[Opening DATA FOR THIS TASK section]
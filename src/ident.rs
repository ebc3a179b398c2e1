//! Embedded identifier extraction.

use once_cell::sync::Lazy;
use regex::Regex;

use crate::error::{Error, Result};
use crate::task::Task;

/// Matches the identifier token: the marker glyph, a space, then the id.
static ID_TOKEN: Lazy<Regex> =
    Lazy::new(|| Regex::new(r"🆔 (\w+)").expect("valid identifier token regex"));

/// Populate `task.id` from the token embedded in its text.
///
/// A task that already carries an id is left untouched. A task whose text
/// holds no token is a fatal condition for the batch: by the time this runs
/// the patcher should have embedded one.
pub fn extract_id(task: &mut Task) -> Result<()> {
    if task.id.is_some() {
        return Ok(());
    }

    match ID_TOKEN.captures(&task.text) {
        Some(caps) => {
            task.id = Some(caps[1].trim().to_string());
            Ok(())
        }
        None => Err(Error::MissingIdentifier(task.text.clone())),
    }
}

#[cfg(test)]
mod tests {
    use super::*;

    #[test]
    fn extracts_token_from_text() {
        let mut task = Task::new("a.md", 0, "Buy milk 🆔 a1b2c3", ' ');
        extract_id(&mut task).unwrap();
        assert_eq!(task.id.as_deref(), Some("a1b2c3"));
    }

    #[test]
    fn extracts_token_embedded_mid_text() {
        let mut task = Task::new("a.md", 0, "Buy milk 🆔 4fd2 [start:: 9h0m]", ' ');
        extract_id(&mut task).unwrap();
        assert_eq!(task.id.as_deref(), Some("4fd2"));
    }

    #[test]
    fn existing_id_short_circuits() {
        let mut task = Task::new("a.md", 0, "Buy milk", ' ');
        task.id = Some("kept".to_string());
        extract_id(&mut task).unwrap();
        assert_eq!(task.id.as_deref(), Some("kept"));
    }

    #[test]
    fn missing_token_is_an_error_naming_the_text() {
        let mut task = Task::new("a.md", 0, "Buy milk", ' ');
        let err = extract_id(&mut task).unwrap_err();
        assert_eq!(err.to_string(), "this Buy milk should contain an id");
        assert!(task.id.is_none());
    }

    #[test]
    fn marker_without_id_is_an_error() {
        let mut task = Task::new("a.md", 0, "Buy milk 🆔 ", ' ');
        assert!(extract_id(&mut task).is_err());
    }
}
[Closing DATA FOR THIS TASK section]
[Opening DATA FOR THIS TASK section]
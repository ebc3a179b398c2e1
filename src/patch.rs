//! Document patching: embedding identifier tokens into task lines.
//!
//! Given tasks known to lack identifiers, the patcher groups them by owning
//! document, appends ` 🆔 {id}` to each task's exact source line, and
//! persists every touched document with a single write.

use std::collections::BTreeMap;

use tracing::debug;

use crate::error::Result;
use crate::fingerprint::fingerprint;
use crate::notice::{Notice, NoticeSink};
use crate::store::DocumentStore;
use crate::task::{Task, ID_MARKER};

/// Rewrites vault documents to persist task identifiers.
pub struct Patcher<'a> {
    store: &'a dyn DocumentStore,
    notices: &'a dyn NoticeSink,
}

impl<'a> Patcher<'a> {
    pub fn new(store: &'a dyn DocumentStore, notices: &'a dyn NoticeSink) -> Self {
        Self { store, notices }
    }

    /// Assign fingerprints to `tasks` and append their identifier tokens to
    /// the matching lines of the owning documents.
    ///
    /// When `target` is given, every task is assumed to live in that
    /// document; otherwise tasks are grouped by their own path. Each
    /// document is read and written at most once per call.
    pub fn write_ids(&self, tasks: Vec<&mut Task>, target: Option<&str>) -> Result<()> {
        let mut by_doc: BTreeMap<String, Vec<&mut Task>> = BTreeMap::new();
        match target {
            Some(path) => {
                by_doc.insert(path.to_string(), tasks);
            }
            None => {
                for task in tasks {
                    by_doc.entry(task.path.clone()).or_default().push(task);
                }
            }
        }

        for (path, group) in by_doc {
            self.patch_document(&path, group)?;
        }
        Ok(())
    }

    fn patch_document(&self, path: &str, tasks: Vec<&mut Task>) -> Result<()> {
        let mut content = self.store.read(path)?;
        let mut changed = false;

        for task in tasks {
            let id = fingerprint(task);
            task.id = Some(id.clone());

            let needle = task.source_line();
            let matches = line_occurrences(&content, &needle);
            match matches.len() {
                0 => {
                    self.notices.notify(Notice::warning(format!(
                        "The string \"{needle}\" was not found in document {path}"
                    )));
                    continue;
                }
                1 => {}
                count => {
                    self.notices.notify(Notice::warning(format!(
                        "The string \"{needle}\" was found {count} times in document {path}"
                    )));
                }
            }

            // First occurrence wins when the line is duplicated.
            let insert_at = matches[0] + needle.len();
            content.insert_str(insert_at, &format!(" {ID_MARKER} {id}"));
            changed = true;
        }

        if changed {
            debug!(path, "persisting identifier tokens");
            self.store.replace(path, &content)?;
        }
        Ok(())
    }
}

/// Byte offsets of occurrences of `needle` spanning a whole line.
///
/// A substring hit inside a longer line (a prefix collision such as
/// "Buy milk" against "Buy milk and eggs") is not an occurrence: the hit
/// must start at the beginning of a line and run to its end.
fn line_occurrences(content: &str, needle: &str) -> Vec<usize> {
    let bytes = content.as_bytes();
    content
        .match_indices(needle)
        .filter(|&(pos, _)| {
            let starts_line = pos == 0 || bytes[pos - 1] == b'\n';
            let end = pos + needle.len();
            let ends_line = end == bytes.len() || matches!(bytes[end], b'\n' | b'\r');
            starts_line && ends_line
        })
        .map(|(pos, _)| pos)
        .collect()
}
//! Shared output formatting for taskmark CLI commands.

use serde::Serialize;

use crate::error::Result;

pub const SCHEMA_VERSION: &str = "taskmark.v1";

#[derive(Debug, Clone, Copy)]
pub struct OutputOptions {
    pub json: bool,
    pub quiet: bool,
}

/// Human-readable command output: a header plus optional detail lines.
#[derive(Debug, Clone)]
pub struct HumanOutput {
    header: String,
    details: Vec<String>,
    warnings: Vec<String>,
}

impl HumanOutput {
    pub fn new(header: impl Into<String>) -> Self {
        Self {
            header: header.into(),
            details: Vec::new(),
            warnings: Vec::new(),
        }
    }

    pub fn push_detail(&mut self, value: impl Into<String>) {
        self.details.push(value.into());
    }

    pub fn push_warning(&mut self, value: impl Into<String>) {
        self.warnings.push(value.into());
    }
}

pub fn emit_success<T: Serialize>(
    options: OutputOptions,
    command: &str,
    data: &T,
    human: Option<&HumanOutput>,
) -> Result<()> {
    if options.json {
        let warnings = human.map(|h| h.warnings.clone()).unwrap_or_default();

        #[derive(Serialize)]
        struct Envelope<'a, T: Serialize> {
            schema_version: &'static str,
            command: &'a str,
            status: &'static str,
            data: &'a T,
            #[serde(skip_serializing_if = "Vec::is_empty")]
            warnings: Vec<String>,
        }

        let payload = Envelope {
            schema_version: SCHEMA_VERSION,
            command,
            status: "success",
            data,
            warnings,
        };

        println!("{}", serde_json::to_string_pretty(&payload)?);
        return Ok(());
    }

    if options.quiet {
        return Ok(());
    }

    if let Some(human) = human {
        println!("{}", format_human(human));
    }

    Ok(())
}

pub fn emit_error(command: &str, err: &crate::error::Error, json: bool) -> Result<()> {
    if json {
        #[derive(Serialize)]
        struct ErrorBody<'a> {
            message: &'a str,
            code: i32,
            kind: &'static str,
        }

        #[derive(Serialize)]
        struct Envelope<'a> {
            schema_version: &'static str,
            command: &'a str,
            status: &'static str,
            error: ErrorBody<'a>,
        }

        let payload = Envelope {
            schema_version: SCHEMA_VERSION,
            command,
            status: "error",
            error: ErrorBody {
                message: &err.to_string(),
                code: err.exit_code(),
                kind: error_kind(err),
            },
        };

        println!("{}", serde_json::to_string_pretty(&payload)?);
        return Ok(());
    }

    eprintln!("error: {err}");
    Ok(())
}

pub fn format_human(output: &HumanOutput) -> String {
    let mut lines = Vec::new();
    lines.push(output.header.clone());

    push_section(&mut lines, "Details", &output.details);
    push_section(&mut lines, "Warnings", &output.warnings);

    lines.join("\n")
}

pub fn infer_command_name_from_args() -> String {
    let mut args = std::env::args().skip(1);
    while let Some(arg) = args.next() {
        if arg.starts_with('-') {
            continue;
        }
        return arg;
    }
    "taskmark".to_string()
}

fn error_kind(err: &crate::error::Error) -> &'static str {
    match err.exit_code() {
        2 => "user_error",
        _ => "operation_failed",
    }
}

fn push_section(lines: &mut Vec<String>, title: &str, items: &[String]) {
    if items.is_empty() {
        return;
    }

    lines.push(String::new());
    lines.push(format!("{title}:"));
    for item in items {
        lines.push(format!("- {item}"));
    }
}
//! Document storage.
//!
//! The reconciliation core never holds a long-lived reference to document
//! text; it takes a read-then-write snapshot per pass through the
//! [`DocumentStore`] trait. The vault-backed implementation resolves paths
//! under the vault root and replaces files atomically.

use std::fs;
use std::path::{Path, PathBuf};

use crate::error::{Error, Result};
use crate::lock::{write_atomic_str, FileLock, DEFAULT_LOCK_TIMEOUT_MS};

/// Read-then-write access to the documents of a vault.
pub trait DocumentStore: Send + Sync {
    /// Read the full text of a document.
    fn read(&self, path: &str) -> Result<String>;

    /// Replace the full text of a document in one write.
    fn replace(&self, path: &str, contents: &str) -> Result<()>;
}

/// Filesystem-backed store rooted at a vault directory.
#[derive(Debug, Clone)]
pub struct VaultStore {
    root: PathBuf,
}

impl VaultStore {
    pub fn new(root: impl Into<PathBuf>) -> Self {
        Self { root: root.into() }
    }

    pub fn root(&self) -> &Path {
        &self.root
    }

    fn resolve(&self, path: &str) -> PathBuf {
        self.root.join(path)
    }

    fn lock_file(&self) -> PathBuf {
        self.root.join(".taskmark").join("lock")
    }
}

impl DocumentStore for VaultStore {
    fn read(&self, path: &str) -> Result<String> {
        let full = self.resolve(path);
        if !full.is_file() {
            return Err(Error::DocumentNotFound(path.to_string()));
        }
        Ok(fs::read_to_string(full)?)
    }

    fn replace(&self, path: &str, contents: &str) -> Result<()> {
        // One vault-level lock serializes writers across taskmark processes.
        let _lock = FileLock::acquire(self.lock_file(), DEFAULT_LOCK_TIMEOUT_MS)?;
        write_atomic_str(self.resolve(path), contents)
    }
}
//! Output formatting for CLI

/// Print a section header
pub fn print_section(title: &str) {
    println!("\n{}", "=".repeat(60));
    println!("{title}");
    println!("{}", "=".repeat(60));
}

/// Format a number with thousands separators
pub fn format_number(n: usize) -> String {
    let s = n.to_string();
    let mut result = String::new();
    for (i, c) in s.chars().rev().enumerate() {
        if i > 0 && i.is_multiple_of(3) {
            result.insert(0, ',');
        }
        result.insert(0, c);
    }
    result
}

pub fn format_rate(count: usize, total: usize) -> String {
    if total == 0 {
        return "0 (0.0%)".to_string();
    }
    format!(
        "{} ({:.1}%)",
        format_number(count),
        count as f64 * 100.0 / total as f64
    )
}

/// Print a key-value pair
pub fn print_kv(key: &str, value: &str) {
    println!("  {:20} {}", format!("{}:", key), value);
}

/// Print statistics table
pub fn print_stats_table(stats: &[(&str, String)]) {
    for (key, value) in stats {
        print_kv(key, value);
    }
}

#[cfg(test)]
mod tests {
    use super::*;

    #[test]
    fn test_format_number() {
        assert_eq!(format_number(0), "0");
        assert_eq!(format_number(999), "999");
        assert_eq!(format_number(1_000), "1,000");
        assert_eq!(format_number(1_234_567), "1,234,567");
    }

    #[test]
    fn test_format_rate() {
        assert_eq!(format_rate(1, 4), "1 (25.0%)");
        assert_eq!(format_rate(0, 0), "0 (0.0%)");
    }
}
[Closing DATA FOR THIS TASK section]
Copy out only the lines of the records above from the one with "filename src/ident.rs" through the one with "then the id.", exactly as they stand, both included.

filename src/ident.rs
repository ebc3a179b398c2e1
//! Embedded identifier extraction.

use once_cell::sync::Lazy;
use regex::Regex;

use crate::error::{Error, Result};
use crate::task::Task;

/// Matches the identifier token: the marker glyph, a space, then the id.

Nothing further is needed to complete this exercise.